Data excerpts:
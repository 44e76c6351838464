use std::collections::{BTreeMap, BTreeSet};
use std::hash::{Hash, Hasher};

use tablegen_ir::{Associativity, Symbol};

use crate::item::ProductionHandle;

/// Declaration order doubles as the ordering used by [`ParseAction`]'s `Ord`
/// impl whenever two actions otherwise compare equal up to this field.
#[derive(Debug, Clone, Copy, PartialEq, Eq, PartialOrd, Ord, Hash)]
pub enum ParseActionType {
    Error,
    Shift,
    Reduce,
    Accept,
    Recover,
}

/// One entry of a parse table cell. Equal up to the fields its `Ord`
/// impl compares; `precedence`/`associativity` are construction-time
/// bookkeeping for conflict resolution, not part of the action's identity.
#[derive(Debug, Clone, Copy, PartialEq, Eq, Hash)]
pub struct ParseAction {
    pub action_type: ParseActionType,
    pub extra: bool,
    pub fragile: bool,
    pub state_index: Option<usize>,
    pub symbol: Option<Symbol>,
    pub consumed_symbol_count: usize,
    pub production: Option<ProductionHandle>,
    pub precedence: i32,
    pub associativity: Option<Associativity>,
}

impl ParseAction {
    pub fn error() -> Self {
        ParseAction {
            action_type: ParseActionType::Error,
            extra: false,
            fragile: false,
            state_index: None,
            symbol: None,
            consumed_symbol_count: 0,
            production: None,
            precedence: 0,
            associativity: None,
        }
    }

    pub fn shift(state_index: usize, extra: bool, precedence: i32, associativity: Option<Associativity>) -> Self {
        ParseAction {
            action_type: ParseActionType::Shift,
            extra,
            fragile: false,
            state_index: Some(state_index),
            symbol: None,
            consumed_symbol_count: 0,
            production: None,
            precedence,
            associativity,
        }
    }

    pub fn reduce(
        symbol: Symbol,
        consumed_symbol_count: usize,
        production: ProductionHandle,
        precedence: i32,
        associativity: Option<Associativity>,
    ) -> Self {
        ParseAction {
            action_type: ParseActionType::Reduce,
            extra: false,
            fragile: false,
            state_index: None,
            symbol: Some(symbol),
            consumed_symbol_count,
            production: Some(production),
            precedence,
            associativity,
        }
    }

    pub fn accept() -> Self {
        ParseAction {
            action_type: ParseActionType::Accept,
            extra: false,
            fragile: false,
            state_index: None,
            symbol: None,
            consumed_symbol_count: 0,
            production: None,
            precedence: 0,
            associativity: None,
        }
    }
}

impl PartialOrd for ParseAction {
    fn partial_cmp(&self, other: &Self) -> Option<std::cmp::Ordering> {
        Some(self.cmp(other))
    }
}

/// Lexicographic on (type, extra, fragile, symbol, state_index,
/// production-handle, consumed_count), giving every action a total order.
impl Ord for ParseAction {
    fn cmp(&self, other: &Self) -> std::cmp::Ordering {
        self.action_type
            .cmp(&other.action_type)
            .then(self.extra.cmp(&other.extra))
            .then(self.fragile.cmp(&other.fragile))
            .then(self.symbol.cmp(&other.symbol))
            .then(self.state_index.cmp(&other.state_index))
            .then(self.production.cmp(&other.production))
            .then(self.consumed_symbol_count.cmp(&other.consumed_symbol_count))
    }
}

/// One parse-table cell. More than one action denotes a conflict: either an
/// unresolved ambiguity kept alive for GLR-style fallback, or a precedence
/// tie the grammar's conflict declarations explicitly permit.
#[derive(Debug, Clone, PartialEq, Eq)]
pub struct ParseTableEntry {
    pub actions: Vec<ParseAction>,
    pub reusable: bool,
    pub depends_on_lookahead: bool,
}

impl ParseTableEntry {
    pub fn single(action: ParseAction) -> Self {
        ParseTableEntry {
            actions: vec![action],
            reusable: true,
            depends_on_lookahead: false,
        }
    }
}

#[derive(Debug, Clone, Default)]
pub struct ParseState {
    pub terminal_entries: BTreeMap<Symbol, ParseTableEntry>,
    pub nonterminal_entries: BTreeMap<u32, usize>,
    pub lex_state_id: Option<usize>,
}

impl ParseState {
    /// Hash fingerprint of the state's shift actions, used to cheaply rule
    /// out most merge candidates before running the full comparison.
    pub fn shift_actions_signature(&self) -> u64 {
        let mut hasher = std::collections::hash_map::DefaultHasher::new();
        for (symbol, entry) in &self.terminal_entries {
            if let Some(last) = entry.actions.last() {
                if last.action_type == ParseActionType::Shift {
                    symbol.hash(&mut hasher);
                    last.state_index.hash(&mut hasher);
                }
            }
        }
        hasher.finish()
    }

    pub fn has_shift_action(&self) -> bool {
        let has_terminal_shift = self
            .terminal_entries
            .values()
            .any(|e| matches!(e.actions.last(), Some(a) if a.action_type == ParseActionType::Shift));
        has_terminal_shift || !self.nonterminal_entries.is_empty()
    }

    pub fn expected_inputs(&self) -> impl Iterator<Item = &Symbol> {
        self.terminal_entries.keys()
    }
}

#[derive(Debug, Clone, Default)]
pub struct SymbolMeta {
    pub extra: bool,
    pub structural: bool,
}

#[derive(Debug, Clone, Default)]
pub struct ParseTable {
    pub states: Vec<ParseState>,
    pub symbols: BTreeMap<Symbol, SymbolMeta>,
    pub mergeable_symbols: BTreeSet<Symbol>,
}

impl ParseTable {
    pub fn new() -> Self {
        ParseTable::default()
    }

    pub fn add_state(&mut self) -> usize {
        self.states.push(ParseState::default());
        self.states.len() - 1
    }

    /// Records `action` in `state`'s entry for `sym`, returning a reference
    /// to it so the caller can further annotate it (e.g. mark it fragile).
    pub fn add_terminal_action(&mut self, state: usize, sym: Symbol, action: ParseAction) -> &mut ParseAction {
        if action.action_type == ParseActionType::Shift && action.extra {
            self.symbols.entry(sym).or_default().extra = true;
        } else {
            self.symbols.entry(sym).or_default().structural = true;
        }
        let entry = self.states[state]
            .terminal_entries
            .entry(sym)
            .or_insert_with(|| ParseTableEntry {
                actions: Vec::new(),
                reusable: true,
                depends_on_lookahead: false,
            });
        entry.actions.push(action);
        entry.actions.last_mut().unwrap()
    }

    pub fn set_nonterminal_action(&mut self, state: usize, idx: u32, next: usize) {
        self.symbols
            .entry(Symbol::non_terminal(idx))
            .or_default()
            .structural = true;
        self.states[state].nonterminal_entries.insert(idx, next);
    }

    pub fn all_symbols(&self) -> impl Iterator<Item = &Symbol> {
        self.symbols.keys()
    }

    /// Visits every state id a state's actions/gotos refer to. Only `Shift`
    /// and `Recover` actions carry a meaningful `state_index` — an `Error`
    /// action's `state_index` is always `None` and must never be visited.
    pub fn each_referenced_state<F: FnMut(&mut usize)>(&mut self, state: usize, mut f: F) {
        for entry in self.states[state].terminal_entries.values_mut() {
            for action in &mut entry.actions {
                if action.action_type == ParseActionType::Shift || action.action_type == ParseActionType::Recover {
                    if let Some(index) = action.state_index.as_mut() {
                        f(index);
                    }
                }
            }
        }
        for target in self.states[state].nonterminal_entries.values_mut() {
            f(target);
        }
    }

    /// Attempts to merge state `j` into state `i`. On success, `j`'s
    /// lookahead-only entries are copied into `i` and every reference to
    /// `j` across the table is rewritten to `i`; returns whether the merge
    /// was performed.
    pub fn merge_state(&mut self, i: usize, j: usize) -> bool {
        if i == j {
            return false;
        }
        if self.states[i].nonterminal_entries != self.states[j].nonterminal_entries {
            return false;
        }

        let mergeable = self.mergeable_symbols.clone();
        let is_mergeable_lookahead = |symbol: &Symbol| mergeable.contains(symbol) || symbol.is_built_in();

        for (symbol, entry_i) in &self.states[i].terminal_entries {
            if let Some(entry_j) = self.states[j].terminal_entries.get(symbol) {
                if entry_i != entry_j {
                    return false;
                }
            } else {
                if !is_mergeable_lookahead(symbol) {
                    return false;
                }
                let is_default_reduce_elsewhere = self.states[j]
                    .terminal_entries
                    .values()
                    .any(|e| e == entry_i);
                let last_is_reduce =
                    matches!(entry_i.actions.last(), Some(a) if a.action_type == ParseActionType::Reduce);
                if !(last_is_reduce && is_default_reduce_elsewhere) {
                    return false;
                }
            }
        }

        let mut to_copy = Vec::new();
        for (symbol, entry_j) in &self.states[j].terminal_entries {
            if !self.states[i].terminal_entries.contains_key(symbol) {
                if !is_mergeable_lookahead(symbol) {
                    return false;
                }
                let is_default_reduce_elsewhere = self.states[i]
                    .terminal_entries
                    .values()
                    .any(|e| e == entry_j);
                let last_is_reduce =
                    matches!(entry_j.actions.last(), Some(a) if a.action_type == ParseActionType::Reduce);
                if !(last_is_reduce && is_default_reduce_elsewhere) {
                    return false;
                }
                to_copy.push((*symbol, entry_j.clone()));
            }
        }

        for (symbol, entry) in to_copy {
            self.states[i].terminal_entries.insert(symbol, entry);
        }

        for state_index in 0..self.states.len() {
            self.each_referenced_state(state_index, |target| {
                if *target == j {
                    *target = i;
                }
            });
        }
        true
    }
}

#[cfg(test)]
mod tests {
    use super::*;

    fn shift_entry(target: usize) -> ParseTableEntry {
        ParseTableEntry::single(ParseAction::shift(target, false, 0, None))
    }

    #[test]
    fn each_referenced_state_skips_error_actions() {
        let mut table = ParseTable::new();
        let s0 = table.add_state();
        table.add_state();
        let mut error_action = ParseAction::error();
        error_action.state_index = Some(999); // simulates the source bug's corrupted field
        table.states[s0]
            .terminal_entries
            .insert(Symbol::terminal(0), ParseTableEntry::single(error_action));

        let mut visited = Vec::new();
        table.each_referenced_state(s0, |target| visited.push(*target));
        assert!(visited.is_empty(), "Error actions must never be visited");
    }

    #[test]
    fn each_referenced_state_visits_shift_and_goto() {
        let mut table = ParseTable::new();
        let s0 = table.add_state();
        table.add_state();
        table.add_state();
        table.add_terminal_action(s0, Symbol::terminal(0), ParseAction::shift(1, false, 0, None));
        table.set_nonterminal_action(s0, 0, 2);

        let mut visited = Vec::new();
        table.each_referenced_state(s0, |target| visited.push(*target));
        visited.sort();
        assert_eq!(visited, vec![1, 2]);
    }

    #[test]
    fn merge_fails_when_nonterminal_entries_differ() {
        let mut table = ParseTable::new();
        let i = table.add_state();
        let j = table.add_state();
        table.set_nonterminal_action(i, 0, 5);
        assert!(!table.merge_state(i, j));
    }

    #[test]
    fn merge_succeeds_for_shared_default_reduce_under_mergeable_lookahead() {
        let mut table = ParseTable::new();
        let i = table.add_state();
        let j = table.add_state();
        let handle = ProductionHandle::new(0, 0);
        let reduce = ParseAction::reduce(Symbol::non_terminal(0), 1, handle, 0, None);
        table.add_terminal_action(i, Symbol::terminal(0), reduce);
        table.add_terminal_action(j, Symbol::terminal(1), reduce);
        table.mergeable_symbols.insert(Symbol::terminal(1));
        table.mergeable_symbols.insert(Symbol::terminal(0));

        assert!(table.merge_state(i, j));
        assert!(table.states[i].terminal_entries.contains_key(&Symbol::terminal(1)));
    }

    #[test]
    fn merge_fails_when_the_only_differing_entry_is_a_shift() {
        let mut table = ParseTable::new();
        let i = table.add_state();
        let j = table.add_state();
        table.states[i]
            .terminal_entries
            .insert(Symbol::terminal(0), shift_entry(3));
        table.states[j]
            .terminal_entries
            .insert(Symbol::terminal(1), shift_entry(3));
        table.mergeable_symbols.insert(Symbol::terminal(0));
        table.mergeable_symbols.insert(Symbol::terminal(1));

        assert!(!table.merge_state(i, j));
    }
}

Directions for this task » Determine how many lines above have the string "into" and output nothing besides the count.

Answer to the exercise » 2